TASK PROMPT: The entries below contain a stretch that opens with the line containing "asynchronous level loader" and closes with the line containing "pub mod error;"; set down that stretch exactly, both ends included, and nothing else.

RECORDS TO PROCESS:
────────────────────────────────────────

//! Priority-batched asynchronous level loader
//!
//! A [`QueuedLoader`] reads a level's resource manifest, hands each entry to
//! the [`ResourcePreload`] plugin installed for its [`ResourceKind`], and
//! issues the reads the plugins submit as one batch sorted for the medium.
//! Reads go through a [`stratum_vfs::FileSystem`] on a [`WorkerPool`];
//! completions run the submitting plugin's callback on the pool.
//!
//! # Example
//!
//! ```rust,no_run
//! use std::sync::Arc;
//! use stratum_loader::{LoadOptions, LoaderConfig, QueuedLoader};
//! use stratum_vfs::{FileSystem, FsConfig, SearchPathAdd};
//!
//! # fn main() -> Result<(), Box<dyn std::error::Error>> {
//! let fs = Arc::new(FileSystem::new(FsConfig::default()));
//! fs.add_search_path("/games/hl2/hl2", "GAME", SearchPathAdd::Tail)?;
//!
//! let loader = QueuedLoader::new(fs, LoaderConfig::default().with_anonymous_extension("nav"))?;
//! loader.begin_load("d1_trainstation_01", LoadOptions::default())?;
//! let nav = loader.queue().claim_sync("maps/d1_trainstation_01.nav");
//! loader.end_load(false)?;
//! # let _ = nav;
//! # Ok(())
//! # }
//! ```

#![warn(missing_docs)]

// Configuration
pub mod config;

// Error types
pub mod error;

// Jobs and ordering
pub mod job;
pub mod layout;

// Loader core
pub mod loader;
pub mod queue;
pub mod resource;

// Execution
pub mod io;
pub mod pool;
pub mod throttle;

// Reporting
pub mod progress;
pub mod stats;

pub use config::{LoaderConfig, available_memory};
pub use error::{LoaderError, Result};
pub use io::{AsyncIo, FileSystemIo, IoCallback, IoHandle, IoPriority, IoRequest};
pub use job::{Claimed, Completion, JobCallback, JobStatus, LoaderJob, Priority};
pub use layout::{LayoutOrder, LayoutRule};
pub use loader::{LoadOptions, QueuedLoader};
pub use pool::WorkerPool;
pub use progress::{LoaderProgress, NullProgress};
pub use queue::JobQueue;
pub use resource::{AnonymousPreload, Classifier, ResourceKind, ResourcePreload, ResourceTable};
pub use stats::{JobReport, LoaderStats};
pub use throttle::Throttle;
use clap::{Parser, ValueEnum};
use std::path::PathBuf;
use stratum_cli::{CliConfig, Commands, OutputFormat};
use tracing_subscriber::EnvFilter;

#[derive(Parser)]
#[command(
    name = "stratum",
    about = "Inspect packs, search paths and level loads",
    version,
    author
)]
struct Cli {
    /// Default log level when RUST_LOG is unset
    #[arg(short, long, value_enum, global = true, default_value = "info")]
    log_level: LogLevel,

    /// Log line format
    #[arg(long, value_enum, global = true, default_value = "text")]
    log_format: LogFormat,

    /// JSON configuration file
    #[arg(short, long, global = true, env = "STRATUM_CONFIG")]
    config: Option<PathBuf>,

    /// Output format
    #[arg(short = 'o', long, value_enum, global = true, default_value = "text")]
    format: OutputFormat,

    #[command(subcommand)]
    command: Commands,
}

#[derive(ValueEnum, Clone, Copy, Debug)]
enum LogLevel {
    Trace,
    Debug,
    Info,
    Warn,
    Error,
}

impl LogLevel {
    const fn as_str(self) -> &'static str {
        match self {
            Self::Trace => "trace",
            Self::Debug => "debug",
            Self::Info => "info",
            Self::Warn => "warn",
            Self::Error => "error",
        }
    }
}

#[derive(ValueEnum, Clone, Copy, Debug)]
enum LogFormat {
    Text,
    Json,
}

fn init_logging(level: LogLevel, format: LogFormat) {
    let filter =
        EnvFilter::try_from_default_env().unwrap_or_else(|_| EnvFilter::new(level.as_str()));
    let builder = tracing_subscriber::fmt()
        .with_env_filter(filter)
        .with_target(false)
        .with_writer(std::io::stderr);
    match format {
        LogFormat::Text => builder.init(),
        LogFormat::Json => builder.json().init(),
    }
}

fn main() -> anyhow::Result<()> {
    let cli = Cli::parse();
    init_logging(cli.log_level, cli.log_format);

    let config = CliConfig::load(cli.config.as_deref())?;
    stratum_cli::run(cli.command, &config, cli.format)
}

────────────────────────────────────────

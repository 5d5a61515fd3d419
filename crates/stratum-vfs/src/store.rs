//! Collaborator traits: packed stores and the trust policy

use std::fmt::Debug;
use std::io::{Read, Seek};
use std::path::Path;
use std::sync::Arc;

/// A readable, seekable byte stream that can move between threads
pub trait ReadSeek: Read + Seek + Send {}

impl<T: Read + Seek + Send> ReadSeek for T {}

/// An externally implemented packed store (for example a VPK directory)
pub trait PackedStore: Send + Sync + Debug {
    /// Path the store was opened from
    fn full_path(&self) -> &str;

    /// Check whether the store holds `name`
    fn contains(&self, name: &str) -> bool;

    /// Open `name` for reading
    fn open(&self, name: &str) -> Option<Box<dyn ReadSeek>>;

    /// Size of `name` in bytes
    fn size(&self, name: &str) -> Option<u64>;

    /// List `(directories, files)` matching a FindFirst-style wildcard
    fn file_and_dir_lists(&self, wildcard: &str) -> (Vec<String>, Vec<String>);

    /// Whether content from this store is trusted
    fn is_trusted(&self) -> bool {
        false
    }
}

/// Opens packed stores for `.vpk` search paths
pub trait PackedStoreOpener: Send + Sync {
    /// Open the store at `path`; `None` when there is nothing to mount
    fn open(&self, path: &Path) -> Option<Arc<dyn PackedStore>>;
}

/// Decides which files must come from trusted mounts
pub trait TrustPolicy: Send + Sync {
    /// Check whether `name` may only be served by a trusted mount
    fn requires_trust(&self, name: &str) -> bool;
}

────────────────────────────────────────

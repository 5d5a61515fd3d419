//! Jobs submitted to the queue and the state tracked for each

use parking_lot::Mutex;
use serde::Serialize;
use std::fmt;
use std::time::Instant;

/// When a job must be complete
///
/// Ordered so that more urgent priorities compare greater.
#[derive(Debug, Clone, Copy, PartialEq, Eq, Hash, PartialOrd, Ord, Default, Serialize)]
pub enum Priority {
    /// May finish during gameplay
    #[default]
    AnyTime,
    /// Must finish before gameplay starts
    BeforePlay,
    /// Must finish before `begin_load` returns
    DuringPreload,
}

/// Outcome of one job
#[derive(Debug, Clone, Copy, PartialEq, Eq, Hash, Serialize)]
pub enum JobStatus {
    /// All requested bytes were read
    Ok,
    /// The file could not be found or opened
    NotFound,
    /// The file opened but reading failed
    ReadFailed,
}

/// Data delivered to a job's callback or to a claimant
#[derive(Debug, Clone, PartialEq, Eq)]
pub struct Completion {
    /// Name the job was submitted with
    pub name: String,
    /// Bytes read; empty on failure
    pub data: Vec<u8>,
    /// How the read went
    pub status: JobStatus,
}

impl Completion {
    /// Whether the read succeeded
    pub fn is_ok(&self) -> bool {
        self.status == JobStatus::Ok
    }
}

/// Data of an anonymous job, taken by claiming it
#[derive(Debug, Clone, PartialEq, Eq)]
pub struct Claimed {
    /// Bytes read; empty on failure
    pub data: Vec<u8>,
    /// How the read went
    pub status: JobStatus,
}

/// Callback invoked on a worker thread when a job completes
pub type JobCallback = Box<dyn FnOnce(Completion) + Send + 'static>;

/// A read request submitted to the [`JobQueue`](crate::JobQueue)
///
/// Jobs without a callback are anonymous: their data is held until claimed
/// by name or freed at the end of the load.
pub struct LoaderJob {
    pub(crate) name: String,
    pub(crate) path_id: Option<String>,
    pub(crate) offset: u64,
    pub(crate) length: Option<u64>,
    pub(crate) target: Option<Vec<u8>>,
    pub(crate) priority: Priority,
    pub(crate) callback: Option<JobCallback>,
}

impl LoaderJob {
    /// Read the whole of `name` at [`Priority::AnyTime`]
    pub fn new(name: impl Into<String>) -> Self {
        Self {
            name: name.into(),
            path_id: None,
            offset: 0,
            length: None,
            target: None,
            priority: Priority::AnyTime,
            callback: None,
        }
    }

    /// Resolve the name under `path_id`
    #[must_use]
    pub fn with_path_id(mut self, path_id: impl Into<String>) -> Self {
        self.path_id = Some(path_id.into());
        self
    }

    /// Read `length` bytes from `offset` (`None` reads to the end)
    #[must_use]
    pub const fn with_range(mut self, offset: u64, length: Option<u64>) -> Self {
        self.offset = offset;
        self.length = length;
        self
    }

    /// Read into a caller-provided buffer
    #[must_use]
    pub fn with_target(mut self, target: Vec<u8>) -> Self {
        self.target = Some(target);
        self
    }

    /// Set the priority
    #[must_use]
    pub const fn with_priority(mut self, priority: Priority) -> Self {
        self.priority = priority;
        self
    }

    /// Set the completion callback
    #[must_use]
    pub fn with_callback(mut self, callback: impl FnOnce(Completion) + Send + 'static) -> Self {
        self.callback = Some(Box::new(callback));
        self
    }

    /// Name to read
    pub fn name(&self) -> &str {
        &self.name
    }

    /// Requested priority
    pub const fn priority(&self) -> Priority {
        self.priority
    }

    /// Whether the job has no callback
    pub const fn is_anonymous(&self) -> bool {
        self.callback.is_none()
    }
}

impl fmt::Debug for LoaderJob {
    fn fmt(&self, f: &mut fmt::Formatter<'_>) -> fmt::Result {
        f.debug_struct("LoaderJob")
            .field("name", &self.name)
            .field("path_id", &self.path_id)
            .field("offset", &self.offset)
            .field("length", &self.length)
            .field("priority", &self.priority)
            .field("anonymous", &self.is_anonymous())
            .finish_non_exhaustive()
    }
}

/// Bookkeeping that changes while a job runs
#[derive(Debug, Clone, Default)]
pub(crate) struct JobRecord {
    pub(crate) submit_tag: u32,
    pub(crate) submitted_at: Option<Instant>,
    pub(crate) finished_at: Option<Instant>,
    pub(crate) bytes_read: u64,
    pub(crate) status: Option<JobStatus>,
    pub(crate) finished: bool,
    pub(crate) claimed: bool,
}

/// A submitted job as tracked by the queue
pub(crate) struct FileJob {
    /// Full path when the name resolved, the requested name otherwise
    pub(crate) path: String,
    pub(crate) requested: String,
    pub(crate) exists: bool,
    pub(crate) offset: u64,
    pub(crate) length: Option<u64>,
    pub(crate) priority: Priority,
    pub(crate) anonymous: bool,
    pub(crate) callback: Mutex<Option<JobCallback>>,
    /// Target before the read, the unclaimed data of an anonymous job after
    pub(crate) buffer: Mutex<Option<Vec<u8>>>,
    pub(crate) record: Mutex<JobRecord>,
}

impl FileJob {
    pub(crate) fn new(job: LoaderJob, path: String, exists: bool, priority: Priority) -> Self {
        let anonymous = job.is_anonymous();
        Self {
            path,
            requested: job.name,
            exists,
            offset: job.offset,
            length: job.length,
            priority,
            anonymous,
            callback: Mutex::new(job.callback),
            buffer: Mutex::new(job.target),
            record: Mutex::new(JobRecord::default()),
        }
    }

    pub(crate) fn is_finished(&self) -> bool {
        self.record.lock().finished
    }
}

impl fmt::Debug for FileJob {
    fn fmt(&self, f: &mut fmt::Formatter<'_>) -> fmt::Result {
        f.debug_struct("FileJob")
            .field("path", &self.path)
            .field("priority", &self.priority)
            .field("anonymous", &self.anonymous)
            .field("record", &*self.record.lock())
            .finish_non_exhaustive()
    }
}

────────────────────────────────────────

TASK ANSWER:
//! Priority-batched asynchronous level loader
//!
//! A [`QueuedLoader`] reads a level's resource manifest, hands each entry to
//! the [`ResourcePreload`] plugin installed for its [`ResourceKind`], and
//! issues the reads the plugins submit as one batch sorted for the medium.
//! Reads go through a [`stratum_vfs::FileSystem`] on a [`WorkerPool`];
//! completions run the submitting plugin's callback on the pool.
//!
//! # Example
//!
//! ```rust,no_run
//! use std::sync::Arc;
//! use stratum_loader::{LoadOptions, LoaderConfig, QueuedLoader};
//! use stratum_vfs::{FileSystem, FsConfig, SearchPathAdd};
//!
//! # fn main() -> Result<(), Box<dyn std::error::Error>> {
//! let fs = Arc::new(FileSystem::new(FsConfig::default()));
//! fs.add_search_path("/games/hl2/hl2", "GAME", SearchPathAdd::Tail)?;
//!
//! let loader = QueuedLoader::new(fs, LoaderConfig::default().with_anonymous_extension("nav"))?;
//! loader.begin_load("d1_trainstation_01", LoadOptions::default())?;
//! let nav = loader.queue().claim_sync("maps/d1_trainstation_01.nav");
//! loader.end_load(false)?;
//! # let _ = nav;
//! # Ok(())
//! # }
//! ```

#![warn(missing_docs)]

// Configuration
pub mod config;

// Error types
pub mod error;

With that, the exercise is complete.